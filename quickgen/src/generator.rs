//! Core generator trait and its composition operators.

use std::fmt;
use std::rc::Rc;

use crate::maybe::Maybe;

/// A computation that produces an optional value on demand
///
/// Only [`generate`](Generator::generate) has to be implemented; `map`,
/// `flat_map` and `boxed` are built on top of it. Every call is independent:
/// nothing is cached between calls.
pub trait Generator {
    /// The type of values this generator produces
    type Value;

    /// Produce one value, or [`Maybe::Absent`] if none can be produced
    fn generate(&self) -> Maybe<Self::Value>;

    /// Transform every produced value with `f`
    fn map<F, U>(self, f: F) -> Map<Self, F>
    where
        Self: Sized,
        F: Fn(Self::Value) -> U,
    {
        Map {
            generator: self,
            mapper: f,
        }
    }

    /// Feed every produced value to `f` and generate from the generator it returns
    ///
    /// `f` is not called when this generator produces nothing.
    fn flat_map<F, H>(self, f: F) -> FlatMap<Self, F>
    where
        Self: Sized,
        F: Fn(Self::Value) -> H,
        H: Generator,
    {
        FlatMap {
            generator: self,
            binder: f,
        }
    }

    /// Erase the concrete type of this generator
    fn boxed(self) -> BoxedGenerator<Self::Value>
    where
        Self: Sized + 'static,
    {
        BoxedGenerator::new(self)
    }
}

impl<G: Generator + ?Sized> Generator for &G {
    type Value = G::Value;

    fn generate(&self) -> Maybe<Self::Value> {
        (**self).generate()
    }
}

impl<G: Generator + ?Sized> Generator for Box<G> {
    type Value = G::Value;

    fn generate(&self) -> Maybe<Self::Value> {
        (**self).generate()
    }
}

impl<G: Generator + ?Sized> Generator for Rc<G> {
    type Value = G::Value;

    fn generate(&self) -> Maybe<Self::Value> {
        (**self).generate()
    }
}

/// A generator that maps values from one type to another
#[derive(Clone)]
pub struct Map<G, F> {
    generator: G,
    mapper: F,
}

impl<G, F, U> Generator for Map<G, F>
where
    G: Generator,
    F: Fn(G::Value) -> U,
{
    type Value = U;

    fn generate(&self) -> Maybe<U> {
        self.generator.generate().map(|value| (self.mapper)(value))
    }
}

/// A generator that chains a second, value-dependent generator
#[derive(Clone)]
pub struct FlatMap<G, F> {
    generator: G,
    binder: F,
}

impl<G, F, H> Generator for FlatMap<G, F>
where
    G: Generator,
    F: Fn(G::Value) -> H,
    H: Generator,
{
    type Value = H::Value;

    fn generate(&self) -> Maybe<H::Value> {
        self.generator
            .generate()
            .flat_map(|value| (self.binder)(value).generate())
    }
}

/// A shared, type-erased generator
///
/// Clones refer to the same underlying instance, so a stateful generator
/// (see [`sequence_of`](crate::sequence_of)) keeps a single cursor across
/// all of its clones.
pub struct BoxedGenerator<T> {
    inner: Rc<dyn Generator<Value = T>>,
}

impl<T> BoxedGenerator<T> {
    /// Create a new boxed generator
    pub fn new<G: Generator<Value = T> + 'static>(generator: G) -> Self {
        Self {
            inner: Rc::new(generator),
        }
    }
}

impl<T> Clone for BoxedGenerator<T> {
    fn clone(&self) -> Self {
        Self {
            inner: Rc::clone(&self.inner),
        }
    }
}

impl<T> fmt::Debug for BoxedGenerator<T> {
    fn fmt(&self, f: &mut fmt::Formatter<'_>) -> fmt::Result {
        f.debug_struct("BoxedGenerator").finish_non_exhaustive()
    }
}

impl<T> Generator for BoxedGenerator<T> {
    type Value = T;

    fn generate(&self) -> Maybe<T> {
        self.inner.generate()
    }
}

^^^^

* _EXERCISE GOAL_
Reproduce every record word for word.

* _EXERCISE RESPONSE_
filename quickgen/src/generator.rs
//! Core generator trait and its composition operators.

use std::fmt;
use std::rc::Rc;

use crate::maybe::Maybe;

/// A computation that produces an optional value on demand
///
/// Only [`generate`](Generator::generate) has to be implemented; `map`,
/// `flat_map` and `boxed` are built on top of it. Every call is independent:
/// nothing is cached between calls.
pub trait Generator {
    /// The type of values this generator produces
    type Value;

    /// Produce one value, or [`Maybe::Absent`] if none can be produced
    fn generate(&self) -> Maybe<Self::Value>;

    /// Transform every produced value with `f`
    fn map<F, U>(self, f: F) -> Map<Self, F>
    where
        Self: Sized,
        F: Fn(Self::Value) -> U,
    {
        Map {
            generator: self,
            mapper: f,
        }
    }

    /// Feed every produced value to `f` and generate from the generator it returns
    ///
    /// `f` is not called when this generator produces nothing.
    fn flat_map<F, H>(self, f: F) -> FlatMap<Self, F>
    where
        Self: Sized,
        F: Fn(Self::Value) -> H,
        H: Generator,
    {
        FlatMap {
            generator: self,
            binder: f,
        }
    }

    /// Erase the concrete type of this generator
    fn boxed(self) -> BoxedGenerator<Self::Value>
    where
        Self: Sized + 'static,
    {
        BoxedGenerator::new(self)
    }
}

impl<G: Generator + ?Sized> Generator for &G {
    type Value = G::Value;

    fn generate(&self) -> Maybe<Self::Value> {
        (**self).generate()
    }
}

impl<G: Generator + ?Sized> Generator for Box<G> {
    type Value = G::Value;

    fn generate(&self) -> Maybe<Self::Value> {
        (**self).generate()
    }
}

impl<G: Generator + ?Sized> Generator for Rc<G> {
    type Value = G::Value;

    fn generate(&self) -> Maybe<Self::Value> {
        (**self).generate()
    }
}

/// A generator that maps values from one type to another
#[derive(Clone)]
pub struct Map<G, F> {
    generator: G,
    mapper: F,
}

impl<G, F, U> Generator for Map<G, F>
where
    G: Generator,
    F: Fn(G::Value) -> U,
{
    type Value = U;

    fn generate(&self) -> Maybe<U> {
        self.generator.generate().map(|value| (self.mapper)(value))
    }
}

/// A generator that chains a second, value-dependent generator
#[derive(Clone)]
pub struct FlatMap<G, F> {
    generator: G,
    binder: F,
}

impl<G, F, H> Generator for FlatMap<G, F>
where
    G: Generator,
    F: Fn(G::Value) -> H,
    H: Generator,
{
    type Value = H::Value;

    fn generate(&self) -> Maybe<H::Value> {
        self.generator
            .generate()
            .flat_map(|value| (self.binder)(value).generate())
    }
}

/// A shared, type-erased generator
///
/// Clones refer to the same underlying instance, so a stateful generator
/// (see [`sequence_of`](crate::sequence_of)) keeps a single cursor across
/// all of its clones.
pub struct BoxedGenerator<T> {
    inner: Rc<dyn Generator<Value = T>>,
}

impl<T> BoxedGenerator<T> {
    /// Create a new boxed generator
    pub fn new<G: Generator<Value = T> + 'static>(generator: G) -> Self {
        Self {
            inner: Rc::new(generator),
        }
    }
}

impl<T> Clone for BoxedGenerator<T> {
    fn clone(&self) -> Self {
        Self {
            inner: Rc::clone(&self.inner),
        }
    }
}

impl<T> fmt::Debug for BoxedGenerator<T> {
    fn fmt(&self, f: &mut fmt::Formatter<'_>) -> fmt::Result {
        f.debug_struct("BoxedGenerator").finish_non_exhaustive()
    }
}

impl<T> Generator for BoxedGenerator<T> {
    type Value = T;

    fn generate(&self) -> Maybe<T> {
        self.inner.generate()
    }
}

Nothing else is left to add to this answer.